BEGIN DATA FOR ANALYSIS
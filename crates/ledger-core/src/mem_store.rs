//! In-memory `ChainStore` used by unit tests. Mirrors the on-disk key layout.

use crate::chain::ChainStore;
use crate::constants::TIP_KEY;
use crate::error::{IntegrityError, LedgerError, LedgerResult};
use crate::{Block, Hash};
use std::collections::BTreeMap;
use std::sync::Mutex;

#[derive(Default)]
pub struct MemStore {
    kv: Mutex<BTreeMap<Vec<u8>, Vec<u8>>>,
}

impl MemStore {
    pub fn raw_insert(&self, key: &[u8], value: Vec<u8>) {
        self.kv.lock().unwrap().insert(key.to_vec(), value);
    }

    pub fn raw_remove(&self, key: &[u8]) {
        self.kv.lock().unwrap().remove(key);
    }
}

fn decode_tip(bytes: &[u8]) -> LedgerResult<Hash> {
    Hash::try_from(bytes).map_err(|_| IntegrityError::MalformedTip(bytes.len()).into())
}

impl ChainStore for MemStore {
    fn tip_hash(&self) -> LedgerResult<Option<Hash>> {
        let kv = self.kv.lock().unwrap();
        kv.get(TIP_KEY).map(|v| decode_tip(v)).transpose()
    }

    fn get_block(&self, hash: &Hash) -> LedgerResult<Option<Block>> {
        let kv = self.kv.lock().unwrap();
        let Some(bytes) = kv.get(&hash[..]) else {
            return Ok(None);
        };
        let block = Block::deserialize(bytes)?;
        if block.hash != *hash {
            return Err(IntegrityError::HashMismatch {
                key: *hash,
                found: block.hash,
            }
            .into());
        }
        Ok(Some(block))
    }

    fn commit_block(&self, block: &Block, expected_tip: Option<Hash>) -> LedgerResult<()> {
        let mut kv = self.kv.lock().unwrap();
        let current = kv.get(TIP_KEY).map(|v| decode_tip(v)).transpose()?;
        if current != expected_tip {
            return Err(match expected_tip {
                None => LedgerError::AlreadyExists,
                Some(_) => LedgerError::TipMoved,
            });
        }
        kv.insert(block.hash.to_vec(), block.serialize()?);
        kv.insert(TIP_KEY.to_vec(), block.hash.to_vec());
        Ok(())
    }

    fn flush(&self) -> LedgerResult<()> {
        Ok(())
    }
}
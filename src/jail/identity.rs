//! Identity classification: jailed vs. exempt

use crate::config::JailConfig;

/// Return `true` if the client is jailed, `false` if it is exempt.
///
/// A client is exempt iff its identifier starts with the configured admin
/// identifier. This is a raw byte-prefix test, not an equality or
/// segment-boundary test: with the default config, `"admin2"` and
/// `"admin-backup"` are exempt as well. The empty identifier is jailed.
///
/// Pure and allocation-free; called on every intercepted event.
pub fn is_jailed(config: &JailConfig, client_id: &str) -> bool {
    !client_id
        .as_bytes()
        .starts_with(config.admin_id.as_bytes())
}

#[cfg(test)]
mod tests {
    use super::*;

    #[test]
    fn test_admin_is_exempt() {
        let config = JailConfig::default();

        assert!(!is_jailed(&config, "admin"));
    }

    #[test]
    fn test_admin_prefix_is_exempt() {
        let config = JailConfig::default();

        // Raw prefix match, not a segment-boundary match
        assert!(!is_jailed(&config, "admin2"));
        assert!(!is_jailed(&config, "admin-backup"));
        assert!(!is_jailed(&config, "administrator"));
    }

    #[test]
    fn test_other_clients_are_jailed() {
        let config = JailConfig::default();

        assert!(is_jailed(&config, "dev1"));
        assert!(is_jailed(&config, "adm"));
        // Case-sensitive
        assert!(is_jailed(&config, "Admin"));
    }

    #[test]
    fn test_empty_identifier_is_jailed() {
        let config = JailConfig::default();

        assert!(is_jailed(&config, ""));
    }

    #[test]
    fn test_custom_admin_identifier() {
        let config = JailConfig::from_options([("username", "ops")]).unwrap();

        assert!(!is_jailed(&config, "ops-eu-1"));
        assert!(is_jailed(&config, "admin"));
    }
}
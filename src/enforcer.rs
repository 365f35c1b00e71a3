//! The jail enforcer: one hook implementing all five interception points

use std::sync::Arc;

use crate::config::JailConfig;
use crate::error::Result;
use crate::hooks::{AccessCheckEvent, BrokerHooks, HookRegistry, MessageEvent, SubscriptionEvent};
use crate::jail::{self, AccessDecider, AccessDecision, TopicRewrite, TopicRewriter};

/// Hook name the enforcer registers under
pub const ENFORCER_NAME: &str = "topic-jail";

/// Enforces per-client topic namespace isolation.
///
/// Holds the shared read-only configuration and implements [`BrokerHooks`]:
/// the rewriter makes the jail transparent to jailed clients, the decider
/// keeps the fixed provisioning handshake reachable. Stateless across calls;
/// safe to invoke concurrently from multiple connection threads.
#[derive(Debug, Clone)]
pub struct JailEnforcer {
    config: Arc<JailConfig>,
    rewriter: TopicRewriter,
    decider: AccessDecider,
}

impl JailEnforcer {
    /// Create an enforcer, validating the configuration and emitting the
    /// startup line listing the active values.
    pub fn new(config: JailConfig) -> Result<Self> {
        config.validate()?;
        config.log_active();

        let config = Arc::new(config);
        Ok(Self {
            rewriter: TopicRewriter::new(Arc::clone(&config)),
            decider: AccessDecider::new(Arc::clone(&config)),
            config,
        })
    }

    /// Create an enforcer from defaults plus host-supplied option overrides.
    pub fn from_options<'a, I>(options: I) -> Result<Self>
    where
        I: IntoIterator<Item = (&'a str, &'a str)>,
    {
        Self::new(JailConfig::from_options(options)?)
    }

    /// The active configuration
    pub fn config(&self) -> &JailConfig {
        &self.config
    }

    /// Whether a client identifier is jailed
    pub fn is_jailed(&self, client_id: &str) -> bool {
        jail::is_jailed(&self.config, client_id)
    }

    /// Register this enforcer with the host's registry. Registration covers
    /// all five event kinds at once; failure must abort startup.
    pub fn register(self, registry: &HookRegistry) -> Result<()> {
        registry.register(self)
    }
}

impl BrokerHooks for JailEnforcer {
    fn name(&self) -> &str {
        ENFORCER_NAME
    }

    fn on_acl_check(&self, event: &AccessCheckEvent<'_>) -> Result<AccessDecision> {
        self.decider.check(event.client_id, event.topic, event.access)
    }

    fn on_message_in(&self, event: &MessageEvent<'_>) -> Result<TopicRewrite> {
        self.rewriter.message_in(event.client_id, event.topic)
    }

    fn on_message_out(&self, event: &MessageEvent<'_>) -> Result<TopicRewrite> {
        self.rewriter.message_out(event.client_id, event.topic)
    }

    fn on_subscribe(&self, event: &SubscriptionEvent<'_>) -> Result<TopicRewrite> {
        self.rewriter.subscribe(event.client_id, event.filter)
    }

    fn on_unsubscribe(&self, event: &SubscriptionEvent<'_>) -> Result<TopicRewrite> {
        self.rewriter.unsubscribe(event.client_id, event.filter)
    }
}
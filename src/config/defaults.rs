//! Default constants for the jail configuration
//!
//! These constants define the built-in values used when the host supplies no
//! explicit option. The topic defaults target the Azure-style device
//! provisioning handshake the jail leaves reachable.

/// Default admin identifier prefix; clients whose identifier starts with this
/// prefix are exempt from jailing
pub const DEFAULT_ADMIN_ID: &str = "admin";

/// Default provisioning status topic, always writable by jailed clients
pub const DEFAULT_GET_TOPIC: &str = "$dps/registrations/GET/iotdps-get-operationstatus/";

/// Default provisioning registration topic, always writable by jailed clients
pub const DEFAULT_PUT_TOPIC: &str = "$dps/registrations/PUT/iotdps-register/";

/// Default provisioning response filter, always subscribable by jailed
/// clients; responses delivered under the client's own prefix are readable
pub const DEFAULT_SUB_TOPIC: &str = "$dps/registrations/res/#";
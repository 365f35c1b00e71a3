//! Jail enforcement core: identity classification, topic rewriting, and
//! access decisions
//!
//! Jailed clients are confined to a private subtree of the topic space keyed
//! by their client identifier. The rewriter prepends the identifier on the
//! way in (publish, subscribe, unsubscribe) and strips it on the way out
//! (delivery), so a jailed client always sees topics relative to its own
//! root while the broker's namespace stays globally flat. The access decider
//! grants jailed clients a fixed provisioning handshake on literal topic
//! patterns that are not subject to the rewrite.

mod access;
mod identity;
mod rewrite;

pub use access::{AccessDecider, AccessDecision, AccessKind};
pub use identity::is_jailed;
pub use rewrite::{TopicRewrite, TopicRewriter};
END DATA FOR ANALYSIS
* **TO DO**:
With "AccessDecider" as the search word, count the matching lines in the records and give the number alone.

* **ANSWER FOR THIS EXERCISE**:
4